Saturday, September 10, 2011

The elusive, lost "Craig Justice" lecture

Craig at Chaffey
     Chaffey College is in Rancho Cucamonga. I've never been to that town, but its name won't do. Makes me think of jungles. But they've got no jungles, not even close. (The name actually refers to a tribe of Native Americans.)
     Anyway, Chaffey's Faculty Senate has a website, and it lists, among other things, past winners of “Faculty Lecturer of the Year.” The list goes all the way back to 1969, identifying thirty or so lectures. (The lectures ceased during some of the Carter/Reagan years. Hopelessness, I guess.)
     The site explains the "Faculty Lecture" honor, revealing it to be impressive and striking:
     Faculty Senate elects a Faculty Lecturer for each academic year.

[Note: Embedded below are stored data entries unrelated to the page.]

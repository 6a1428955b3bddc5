//! In-memory integration tests for project, sprint, and task lifecycles.

use super::helpers::{TestService, add_tasks, context, project_with_sprint, service};
use eyre::{bail, ensure};
use rstest::rstest;
use sprintboard::tracker::{
    domain::{EntityRef, RequestContext, SprintStatus, TaskStatus},
    services::{
        CreateProjectRequest, TrackerServiceError, UpdateSprintRequest, UpdateTaskRequest,
    },
};

#[rstest]
#[tokio::test(flavor = "multi_thread")]
async fn projects_are_private_to_their_owner(service: TestService) -> eyre::Result<()> {
    let u = context("u@example.com")?;
    let v = context("v@example.com")?;

    let alpha = service
        .create_project(&u, CreateProjectRequest::new("Alpha", "Owned by U"))
        .await?;

    let listed = service.list_projects(&u).await?;
    ensure!(listed.len() == 1, "expected one project, found {}", listed.len());
    ensure!(listed.first().map(|p| p.title().as_str()) == Some("Alpha"));

    ensure!(service.list_projects(&v).await?.is_empty());
    match service.get_project(&v, alpha.id()).await {
        Err(TrackerServiceError::NotFound(EntityRef::Project(id))) if id == alpha.id() => Ok(()),
        other => bail!("expected NotFound for foreign project, got {other:?}"),
    }
}

#[rstest]
#[tokio::test(flavor = "multi_thread")]
async fn projects_are_listed_oldest_first(service: TestService) -> eyre::Result<()> {
    let u = context("u@example.com")?;
    for title in ["First", "Second", "Third"] {
        service
            .create_project(&u, CreateProjectRequest::new(title, ""))
            .await?;
    }

    let titles: Vec<String> = service
        .list_projects(&u)
        .await?
        .iter()
        .map(|project| project.title().to_string())
        .collect();
    ensure!(titles == ["First", "Second", "Third"], "unexpected order {titles:?}");
    Ok(())
}

#[rstest]
#[tokio::test(flavor = "multi_thread")]
async fn sprint_lifecycle_round_trip(service: TestService) -> eyre::Result<()> {
    let u = context("u@example.com")?;
    let (project, sprint) = project_with_sprint(&service, &u, "Alpha").await?;

    ensure!(sprint.status() == SprintStatus::Planned);
    ensure!(sprint.project_id() == project.id());

    service
        .update_sprint(&u, sprint.id(), UpdateSprintRequest::new().with_status("IN_PROGRESS"))
        .await?;
    let closed = service
        .update_sprint(
            &u,
            sprint.id(),
            UpdateSprintRequest::new()
                .with_status("COMPLETED")
                .with_ending_thoughts("Shipped"),
        )
        .await?;

    let details = service.get_sprint(&u, sprint.id()).await?;
    ensure!(details.sprint == closed);
    ensure!(details.project_title.as_str() == "Alpha");
    ensure!(details.sprint.ending_thoughts() == Some("Shipped"));
    Ok(())
}

#[rstest]
#[tokio::test(flavor = "multi_thread")]
async fn task_progresses_through_the_board_statuses(service: TestService) -> eyre::Result<()> {
    let u = context("u@example.com")?;
    let (_, sprint) = project_with_sprint(&service, &u, "Alpha").await?;
    let tasks = add_tasks(&service, &u, &sprint, &["Write docs"]).await?;
    let Some(task) = tasks.first() else {
        bail!("expected one created task");
    };
    ensure!(task.status() == TaskStatus::Todo);

    let started = service
        .update_task(&u, task.id(), UpdateTaskRequest::new().with_status("IN_PROGRESS"))
        .await?;
    let done = service
        .update_task(&u, task.id(), UpdateTaskRequest::new().with_status("DONE"))
        .await?;
    let reopened = service
        .update_task(&u, task.id(), UpdateTaskRequest::new().with_status("TODO"))
        .await?;

    ensure!(started.started_at().is_some());
    ensure!(done.started_at() == started.started_at());
    ensure!(done.finished_at().is_some());
    ensure!(reopened.status() == TaskStatus::Todo);
    ensure!(reopened.started_at() == started.started_at());
    ensure!(reopened.finished_at() == done.finished_at());
    Ok(())
}

#[rstest]
#[tokio::test(flavor = "multi_thread")]
async fn anonymous_requests_are_unauthenticated(service: TestService) -> eyre::Result<()> {
    let anonymous = RequestContext::anonymous();
    match service.list_projects(&anonymous).await {
        Err(TrackerServiceError::Unauthenticated) => Ok(()),
        other => bail!("expected Unauthenticated, got {other:?}"),
    }
}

In the spring the Faculty Senate seeks nominations … of a colleague to become the Lecturer for the following year. … The individual selected is notified and receives one class reassigned during the upcoming year to research and write a paper and prepare for their lecture/presentation. The paper is published as a journal and distributed at the event. The individual chosen selects his or her own topic for presentation to the campus community.
     This event was initiated in 1969 by the Faculty Senate. All campus constituencies are invited and formal invitations to attend are extended to college administrators, members of the Governing Board, and the lecturer's guest list.

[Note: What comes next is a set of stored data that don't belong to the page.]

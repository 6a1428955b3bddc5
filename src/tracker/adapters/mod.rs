//! Adapter implementations for tracker ports.

pub mod memory;
pub mod postgres;
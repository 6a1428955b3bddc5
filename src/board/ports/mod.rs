//! Port contracts for sprint boards.

pub mod gateway;

pub use gateway::{TaskGateway, TaskGatewayError, TaskGatewayResult, TaskStatusChange};

#[cfg(test)]
pub use gateway::MockTaskGateway;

     Faculty take this award very seriously. To be selected is an honor, carrying with it a significant responsibility. ... Many of our Faculty Lecturers have been interviewed and highlighted in local and regional papers….
     This … program … is highly valued on our campus. It draws a capacity crowd every year. ... It shows us at our best. ... We are all, faculty, administrators, and classified caught up in our daily routines and work isolated from one another. This gives the academic community an opportunity to "see" the talent and dedication that usually occurs behind closed doors. We come together to celebrate what it is that we are about.

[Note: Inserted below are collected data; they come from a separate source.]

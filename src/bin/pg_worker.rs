//! Runs embedded `PostgreSQL` lifecycle steps on behalf of a root test runner.
//!
//! Usage:
//!
//! ```text
//! pg_worker <setup|start|stop> <payload-path>
//! ```
//!
//! The payload is a JSON [`WorkerPayload`] written by
//! `pg-embed-setup-unpriv`. When started as root the worker switches to the
//! `nobody` account before touching the cluster, since `initdb` and
//! `postgres` refuse to run as the superuser.

#[cfg(unix)]
use camino::{Utf8Path, Utf8PathBuf};
#[cfg(unix)]
use nix::unistd::{Uid, User, initgroups, setgid, setuid};
#[cfg(unix)]
use pg_embedded_setup_unpriv::ambient_dir_and_path;
#[cfg(unix)]
use pg_embedded_setup_unpriv::worker::{PlainSecret, WorkerPayload};
#[cfg(unix)]
use postgresql_embedded::{PostgreSQL, Status};
#[cfg(unix)]
use std::ffi::CString;
#[cfg(unix)]
use std::io::Read;
#[cfg(unix)]
use thiserror::Error;


/// Boxed error type for the main result.
type BoxError = Box<dyn std::error::Error + Send + Sync>;

#[cfg(unix)]
const UNPRIVILEGED_USER: &str = "nobody";

/// Failures reported by the worker process.
#[cfg(unix)]
#[derive(Debug, Error)]
enum WorkerError {
    #[error("usage: {0}")]
    Usage(String),
    #[error("failed to read payload {path}: {source}")]
    PayloadRead {
        path: Utf8PathBuf,
        #[source]
        source: BoxError,
    },
    #[error("failed to parse payload: {0}")]
    PayloadParse(#[from] serde_json::Error),
    #[error("invalid cluster settings: {0}")]
    Settings(String),
    #[error("failed to switch to user '{user}': {reason}")]
    Demote { user: String, reason: String },
    #[error("failed to build runtime: {0}")]
    Runtime(#[source] std::io::Error),
    #[error("{operation} failed: {reason}")]
    Lifecycle {
        operation: &'static str,
        reason: String,
    },
}

/// Lifecycle step requested by the caller.
#[cfg(unix)]
#[derive(Debug, Clone, Copy, PartialEq, Eq)]
enum Operation {
    Setup,
    Start,
    Stop,
}

#[cfg(unix)]
impl Operation {
    const fn as_str(self) -> &'static str {
        match self {
            Self::Setup => "setup",
            Self::Start => "start",
            Self::Stop => "stop",
        }
    }
}

#[cfg(unix)]
impl TryFrom<&str> for Operation {
    type Error = WorkerError;

    fn try_from(value: &str) -> Result<Self, Self::Error> {
        match value {
            "setup" => Ok(Self::Setup),
            "start" => Ok(Self::Start),
            "stop" => Ok(Self::Stop),
            other => Err(WorkerError::Usage(format!(
                "unknown operation '{other}', expected setup, start, or stop"
            ))),
        }
    }
}

#[cfg(unix)]
fn main() -> Result<(), BoxError> {
    let args = std::env::args_os()
        .map(|arg| {
            arg.into_string()
                .map_err(|_| WorkerError::Usage("arguments must be valid UTF-8".to_owned()))
        })
        .collect::<Result<Vec<_>, _>>()?;
    let (operation, payload_path) = parse_args(args.iter().skip(1).map(String::as_str))?;
    run(operation, &payload_path)?;
    Ok(())
}

#[cfg(not(unix))]
fn main() -> Result<(), BoxError> {
    Err("pg_worker only runs on Unix hosts".into())
}

#[cfg(unix)]
fn parse_args<'a>(
    mut args: impl Iterator<Item = &'a str>,
) -> Result<(Operation, Utf8PathBuf), WorkerError> {
    let operation = args
        .next()
        .ok_or_else(|| WorkerError::Usage("missing operation".to_owned()))
        .and_then(Operation::try_from)?;
    let payload_path = args
        .next()
        .map(Utf8PathBuf::from)
        .ok_or_else(|| WorkerError::Usage("missing payload path".to_owned()))?;
    if let Some(extra) = args.next() {
        return Err(WorkerError::Usage(format!("unexpected argument '{extra}'")));
    }
    Ok((operation, payload_path))
}

#[cfg(unix)]
fn run(operation: Operation, payload_path: &Utf8Path) -> Result<(), WorkerError> {
    let payload = read_payload(payload_path)?;
    demote_if_root(UNPRIVILEGED_USER)?;
    let settings = payload
        .settings
        .into_settings()
        .map_err(|err| WorkerError::Settings(err.to_string()))?;
    apply_environment(&payload.environment);

    let runtime = tokio::runtime::Builder::new_current_thread()
        .enable_all()
        .build()
        .map_err(WorkerError::Runtime)?;
    let mut postgres = PostgreSQL::new(settings);
    runtime.block_on(async {
        match operation {
            Operation::Setup => {
                postgres.setup().await.map_err(lifecycle(operation))?;
                start_unless_running(&mut postgres, operation).await
            }
            Operation::Start => start_unless_running(&mut postgres, operation).await,
            Operation::Stop => postgres.stop().await.map_err(lifecycle(operation)),
        }
    })?;

    // Dropping the handle would stop the server this process just started.
    if operation != Operation::Stop {
        std::mem::forget(postgres);
    }
    Ok(())
}

#[cfg(unix)]
async fn start_unless_running(
    postgres: &mut PostgreSQL,
    operation: Operation,
) -> Result<(), WorkerError> {
    if matches!(postgres.status(), Status::Started) {
        return Ok(());
    }
    postgres.start().await.map_err(lifecycle(operation))
}

#[cfg(unix)]
fn lifecycle<E: std::fmt::Display>(operation: Operation) -> impl Fn(E) -> WorkerError {
    move |err| WorkerError::Lifecycle {
        operation: operation.as_str(),
        reason: err.to_string(),
    }
}

#[cfg(unix)]
fn read_payload(path: &Utf8Path) -> Result<WorkerPayload, WorkerError> {
    let read_error = |source: BoxError| WorkerError::PayloadRead {
        path: path.to_owned(),
        source,
    };
    let (dir, relative) = ambient_dir_and_path(path).map_err(|err| read_error(err.into()))?;
    let mut file = dir
        .open(relative.as_std_path())
        .map_err(|err| read_error(err.into()))?;
    let mut bytes = Vec::new();
    file.read_to_end(&mut bytes)
        .map_err(|err| read_error(err.into()))?;
    Ok(serde_json::from_slice(&bytes)?)
}

#[cfg(unix)]
fn demote_if_root(username: &str) -> Result<(), WorkerError> {
    if !Uid::effective().is_root() {
        return Ok(());
    }
    let demote_error = |reason: String| WorkerError::Demote {
        user: username.to_owned(),
        reason,
    };

    let user = User::from_name(username)
        .map_err(|err| demote_error(err.to_string()))?
        .ok_or_else(|| demote_error("no such user".to_owned()))?;
    let name = CString::new(user.name.as_str()).map_err(|err| demote_error(err.to_string()))?;
    initgroups(&name, user.gid).map_err(|err| demote_error(err.to_string()))?;
    setgid(user.gid).map_err(|err| demote_error(err.to_string()))?;
    setuid(user.uid).map_err(|err| demote_error(err.to_string()))?;

    // SAFETY: no other threads exist yet; the runtime is built afterwards.
    unsafe {
        std::env::set_var("HOME", &user.dir);
        std::env::set_var("USER", &user.name);
        std::env::set_var("LOGNAME", &user.name);
    }
    Ok(())
}

#[cfg(unix)]
fn apply_environment(environment: &[(String, Option<PlainSecret>)]) {
    for (key, value) in environment {
        // SAFETY: no other threads exist yet; the runtime is built afterwards.
        unsafe {
            match value {
                Some(secret) => std::env::set_var(key, secret.expose()),
                None => std::env::remove_var(key),
            }
        }
    }
}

Chaffey College of Agriculture, 1885
     Wow. Hopefully, none of the honorees has gone on to defraud taxpayers or invent homeopathic office products.
     At least given what I see here, this honor and series is indeed impressive. For instance, refreshingly, the lecture titles skew toward the serious and the academic:
  • Signals Through the Flames…Resiliency Theory and Chaffey College (Communication Studies)
  • Auschwitz and After: Moral Philosophy in the Shadow of Birkenau (Philosophy)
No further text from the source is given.